[RECORDS SUPPLIED]
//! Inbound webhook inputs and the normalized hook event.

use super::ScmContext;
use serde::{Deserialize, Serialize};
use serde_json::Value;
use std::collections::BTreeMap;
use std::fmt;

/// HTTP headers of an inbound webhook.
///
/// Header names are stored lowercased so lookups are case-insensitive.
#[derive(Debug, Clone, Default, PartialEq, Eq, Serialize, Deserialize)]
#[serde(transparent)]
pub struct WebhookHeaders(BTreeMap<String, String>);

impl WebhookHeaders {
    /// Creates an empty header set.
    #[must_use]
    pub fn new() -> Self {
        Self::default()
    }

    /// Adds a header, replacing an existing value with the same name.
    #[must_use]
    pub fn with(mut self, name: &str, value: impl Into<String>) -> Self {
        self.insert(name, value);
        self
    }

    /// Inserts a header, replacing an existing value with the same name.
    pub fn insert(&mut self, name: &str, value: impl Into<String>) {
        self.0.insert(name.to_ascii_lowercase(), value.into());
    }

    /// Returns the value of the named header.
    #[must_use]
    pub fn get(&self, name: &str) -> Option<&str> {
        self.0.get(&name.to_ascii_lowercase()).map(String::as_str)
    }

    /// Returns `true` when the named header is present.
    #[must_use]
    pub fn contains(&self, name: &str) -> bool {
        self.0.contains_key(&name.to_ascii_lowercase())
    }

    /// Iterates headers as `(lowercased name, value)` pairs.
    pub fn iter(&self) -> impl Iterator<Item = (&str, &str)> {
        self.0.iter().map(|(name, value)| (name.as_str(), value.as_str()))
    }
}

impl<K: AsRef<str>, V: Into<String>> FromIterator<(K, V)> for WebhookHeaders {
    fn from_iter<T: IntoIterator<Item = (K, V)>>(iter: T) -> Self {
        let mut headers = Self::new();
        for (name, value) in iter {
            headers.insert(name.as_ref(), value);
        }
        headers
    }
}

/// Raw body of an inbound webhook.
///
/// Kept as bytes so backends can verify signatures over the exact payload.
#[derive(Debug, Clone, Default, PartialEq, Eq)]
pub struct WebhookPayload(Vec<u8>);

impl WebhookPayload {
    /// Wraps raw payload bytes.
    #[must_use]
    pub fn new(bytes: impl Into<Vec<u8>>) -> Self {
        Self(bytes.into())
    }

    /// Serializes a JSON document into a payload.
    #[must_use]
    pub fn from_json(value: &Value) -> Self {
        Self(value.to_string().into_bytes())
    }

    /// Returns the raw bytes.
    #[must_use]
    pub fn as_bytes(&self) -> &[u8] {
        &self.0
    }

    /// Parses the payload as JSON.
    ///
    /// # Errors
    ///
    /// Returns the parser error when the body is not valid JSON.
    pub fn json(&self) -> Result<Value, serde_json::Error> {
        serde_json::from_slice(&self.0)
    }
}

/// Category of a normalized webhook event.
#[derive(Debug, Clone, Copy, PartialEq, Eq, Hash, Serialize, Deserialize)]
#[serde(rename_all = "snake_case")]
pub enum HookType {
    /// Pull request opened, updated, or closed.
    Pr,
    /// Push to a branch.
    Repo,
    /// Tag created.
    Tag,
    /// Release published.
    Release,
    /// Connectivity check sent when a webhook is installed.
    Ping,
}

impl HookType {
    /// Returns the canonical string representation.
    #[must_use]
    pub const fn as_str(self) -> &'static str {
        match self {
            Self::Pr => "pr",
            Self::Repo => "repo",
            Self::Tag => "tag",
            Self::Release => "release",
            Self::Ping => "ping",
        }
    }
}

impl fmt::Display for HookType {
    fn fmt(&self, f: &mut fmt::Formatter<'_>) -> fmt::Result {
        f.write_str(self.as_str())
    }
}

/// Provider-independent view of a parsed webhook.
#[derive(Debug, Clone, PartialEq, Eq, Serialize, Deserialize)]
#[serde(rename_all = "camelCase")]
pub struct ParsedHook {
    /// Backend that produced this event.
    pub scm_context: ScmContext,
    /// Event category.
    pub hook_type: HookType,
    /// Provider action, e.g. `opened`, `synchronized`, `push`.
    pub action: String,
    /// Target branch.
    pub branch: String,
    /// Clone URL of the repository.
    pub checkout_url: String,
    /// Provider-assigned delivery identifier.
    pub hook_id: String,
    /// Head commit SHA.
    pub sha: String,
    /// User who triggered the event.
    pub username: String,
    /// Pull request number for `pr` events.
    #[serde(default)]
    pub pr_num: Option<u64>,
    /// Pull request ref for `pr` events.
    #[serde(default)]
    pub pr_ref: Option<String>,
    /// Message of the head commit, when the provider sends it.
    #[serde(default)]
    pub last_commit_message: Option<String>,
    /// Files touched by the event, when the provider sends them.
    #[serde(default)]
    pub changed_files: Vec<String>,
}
[/RECORDS SUPPLIED]
[RECORDS SUPPLIED]
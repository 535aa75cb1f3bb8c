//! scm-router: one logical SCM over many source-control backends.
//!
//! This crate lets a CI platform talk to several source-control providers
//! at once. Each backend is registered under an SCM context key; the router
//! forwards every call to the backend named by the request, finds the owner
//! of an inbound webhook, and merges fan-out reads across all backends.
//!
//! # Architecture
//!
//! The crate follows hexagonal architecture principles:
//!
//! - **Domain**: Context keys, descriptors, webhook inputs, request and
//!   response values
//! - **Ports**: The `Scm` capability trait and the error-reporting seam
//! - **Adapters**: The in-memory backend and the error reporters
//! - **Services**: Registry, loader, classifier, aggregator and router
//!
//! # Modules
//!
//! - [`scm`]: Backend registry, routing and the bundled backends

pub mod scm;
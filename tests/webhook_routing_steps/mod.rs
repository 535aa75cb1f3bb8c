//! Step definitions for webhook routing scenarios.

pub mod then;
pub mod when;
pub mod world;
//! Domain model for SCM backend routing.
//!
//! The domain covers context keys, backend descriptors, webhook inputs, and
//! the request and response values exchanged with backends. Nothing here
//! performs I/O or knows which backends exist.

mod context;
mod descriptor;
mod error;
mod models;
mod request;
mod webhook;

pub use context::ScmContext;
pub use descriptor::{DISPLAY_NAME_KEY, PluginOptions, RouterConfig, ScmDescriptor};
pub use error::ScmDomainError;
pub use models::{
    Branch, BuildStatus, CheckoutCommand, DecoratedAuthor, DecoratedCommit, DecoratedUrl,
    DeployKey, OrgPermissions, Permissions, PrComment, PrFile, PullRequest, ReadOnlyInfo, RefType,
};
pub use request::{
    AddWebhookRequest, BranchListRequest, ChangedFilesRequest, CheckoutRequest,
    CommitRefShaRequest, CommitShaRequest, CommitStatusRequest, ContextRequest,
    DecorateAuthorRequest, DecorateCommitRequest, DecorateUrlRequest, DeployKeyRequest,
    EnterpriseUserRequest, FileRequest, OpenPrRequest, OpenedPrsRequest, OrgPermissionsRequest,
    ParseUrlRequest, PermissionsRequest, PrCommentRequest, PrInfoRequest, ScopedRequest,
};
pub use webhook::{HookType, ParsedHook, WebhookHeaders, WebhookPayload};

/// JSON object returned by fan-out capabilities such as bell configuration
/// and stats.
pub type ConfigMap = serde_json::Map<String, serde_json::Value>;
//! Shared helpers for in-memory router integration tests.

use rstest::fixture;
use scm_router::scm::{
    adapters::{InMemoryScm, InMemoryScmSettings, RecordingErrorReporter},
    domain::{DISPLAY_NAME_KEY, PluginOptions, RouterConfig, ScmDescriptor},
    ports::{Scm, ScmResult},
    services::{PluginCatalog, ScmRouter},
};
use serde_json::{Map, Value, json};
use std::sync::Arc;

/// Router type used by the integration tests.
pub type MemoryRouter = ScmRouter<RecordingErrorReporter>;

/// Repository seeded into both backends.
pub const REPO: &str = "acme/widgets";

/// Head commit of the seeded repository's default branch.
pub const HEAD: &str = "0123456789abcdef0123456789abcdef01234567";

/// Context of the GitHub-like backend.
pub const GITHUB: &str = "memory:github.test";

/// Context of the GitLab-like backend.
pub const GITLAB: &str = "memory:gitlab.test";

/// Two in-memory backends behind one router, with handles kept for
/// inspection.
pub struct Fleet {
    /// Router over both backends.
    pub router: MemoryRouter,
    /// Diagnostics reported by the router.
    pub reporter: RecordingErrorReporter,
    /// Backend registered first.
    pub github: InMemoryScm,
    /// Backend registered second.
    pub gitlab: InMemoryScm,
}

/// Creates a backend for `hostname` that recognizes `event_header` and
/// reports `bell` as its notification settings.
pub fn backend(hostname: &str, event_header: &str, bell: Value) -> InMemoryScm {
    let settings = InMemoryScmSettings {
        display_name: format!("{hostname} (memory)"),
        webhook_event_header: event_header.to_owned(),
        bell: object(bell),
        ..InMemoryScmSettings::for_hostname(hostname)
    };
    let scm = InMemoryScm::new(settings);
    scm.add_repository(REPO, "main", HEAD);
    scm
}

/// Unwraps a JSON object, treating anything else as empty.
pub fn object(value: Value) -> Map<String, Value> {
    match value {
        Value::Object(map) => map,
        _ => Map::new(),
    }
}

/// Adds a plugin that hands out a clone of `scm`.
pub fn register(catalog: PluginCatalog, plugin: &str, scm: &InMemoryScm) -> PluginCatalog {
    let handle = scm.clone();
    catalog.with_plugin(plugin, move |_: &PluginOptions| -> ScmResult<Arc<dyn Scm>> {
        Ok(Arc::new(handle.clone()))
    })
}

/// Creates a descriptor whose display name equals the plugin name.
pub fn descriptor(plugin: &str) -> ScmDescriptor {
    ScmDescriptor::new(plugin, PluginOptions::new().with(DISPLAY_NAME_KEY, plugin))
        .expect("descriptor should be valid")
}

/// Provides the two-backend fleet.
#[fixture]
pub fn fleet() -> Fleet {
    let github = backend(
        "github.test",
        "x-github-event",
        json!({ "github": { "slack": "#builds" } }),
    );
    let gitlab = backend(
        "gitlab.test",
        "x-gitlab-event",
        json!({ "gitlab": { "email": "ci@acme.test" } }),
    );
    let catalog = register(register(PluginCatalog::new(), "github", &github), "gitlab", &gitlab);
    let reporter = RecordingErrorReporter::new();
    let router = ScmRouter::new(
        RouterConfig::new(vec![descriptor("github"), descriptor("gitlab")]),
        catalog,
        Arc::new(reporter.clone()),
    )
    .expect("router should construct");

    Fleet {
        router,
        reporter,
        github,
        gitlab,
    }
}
[/RECORDS SUPPLIED]
[RECORDS SUPPLIED]
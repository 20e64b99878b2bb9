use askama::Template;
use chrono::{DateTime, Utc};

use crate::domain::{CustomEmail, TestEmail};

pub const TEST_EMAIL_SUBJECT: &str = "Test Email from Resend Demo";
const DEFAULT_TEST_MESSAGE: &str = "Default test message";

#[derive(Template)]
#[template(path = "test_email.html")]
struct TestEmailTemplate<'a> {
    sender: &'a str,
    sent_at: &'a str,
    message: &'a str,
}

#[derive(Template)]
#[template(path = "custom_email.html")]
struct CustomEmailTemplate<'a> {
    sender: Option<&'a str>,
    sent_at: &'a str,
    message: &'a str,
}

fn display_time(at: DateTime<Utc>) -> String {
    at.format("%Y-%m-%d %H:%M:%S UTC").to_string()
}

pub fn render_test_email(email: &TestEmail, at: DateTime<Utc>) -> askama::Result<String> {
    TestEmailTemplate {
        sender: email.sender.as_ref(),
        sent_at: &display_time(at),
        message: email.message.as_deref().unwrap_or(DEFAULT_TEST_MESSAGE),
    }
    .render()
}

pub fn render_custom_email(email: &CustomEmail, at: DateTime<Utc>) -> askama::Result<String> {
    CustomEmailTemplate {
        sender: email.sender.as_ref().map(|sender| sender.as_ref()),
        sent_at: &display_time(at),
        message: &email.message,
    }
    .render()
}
[/RECORDS SUPPLIED]
TASK PROMPT:
Only those lines of the entries above that run from the line containing "normalized hook event." to the line containing "the exact payload.", both included, should be transcribed exactly.

SOLUTION TO THIS TASK:
//! Inbound webhook inputs and the normalized hook event.

use super::ScmContext;
use serde::{Deserialize, Serialize};
use serde_json::Value;
use std::collections::BTreeMap;
use std::fmt;

/// HTTP headers of an inbound webhook.
///
/// Header names are stored lowercased so lookups are case-insensitive.
#[derive(Debug, Clone, Default, PartialEq, Eq, Serialize, Deserialize)]
#[serde(transparent)]
pub struct WebhookHeaders(BTreeMap<String, String>);

impl WebhookHeaders {
    /// Creates an empty header set.
    #[must_use]
    pub fn new() -> Self {
        Self::default()
    }

    /// Adds a header, replacing an existing value with the same name.
    #[must_use]
    pub fn with(mut self, name: &str, value: impl Into<String>) -> Self {
        self.insert(name, value);
        self
    }

    /// Inserts a header, replacing an existing value with the same name.
    pub fn insert(&mut self, name: &str, value: impl Into<String>) {
        self.0.insert(name.to_ascii_lowercase(), value.into());
    }

    /// Returns the value of the named header.
    #[must_use]
    pub fn get(&self, name: &str) -> Option<&str> {
        self.0.get(&name.to_ascii_lowercase()).map(String::as_str)
    }

    /// Returns `true` when the named header is present.
    #[must_use]
    pub fn contains(&self, name: &str) -> bool {
        self.0.contains_key(&name.to_ascii_lowercase())
    }

    /// Iterates headers as `(lowercased name, value)` pairs.
    pub fn iter(&self) -> impl Iterator<Item = (&str, &str)> {
        self.0.iter().map(|(name, value)| (name.as_str(), value.as_str()))
    }
}

impl<K: AsRef<str>, V: Into<String>> FromIterator<(K, V)> for WebhookHeaders {
    fn from_iter<T: IntoIterator<Item = (K, V)>>(iter: T) -> Self {
        let mut headers = Self::new();
        for (name, value) in iter {
            headers.insert(name.as_ref(), value);
        }
        headers
    }
}

/// Raw body of an inbound webhook.
///
/// Kept as bytes so backends can verify signatures over the exact payload.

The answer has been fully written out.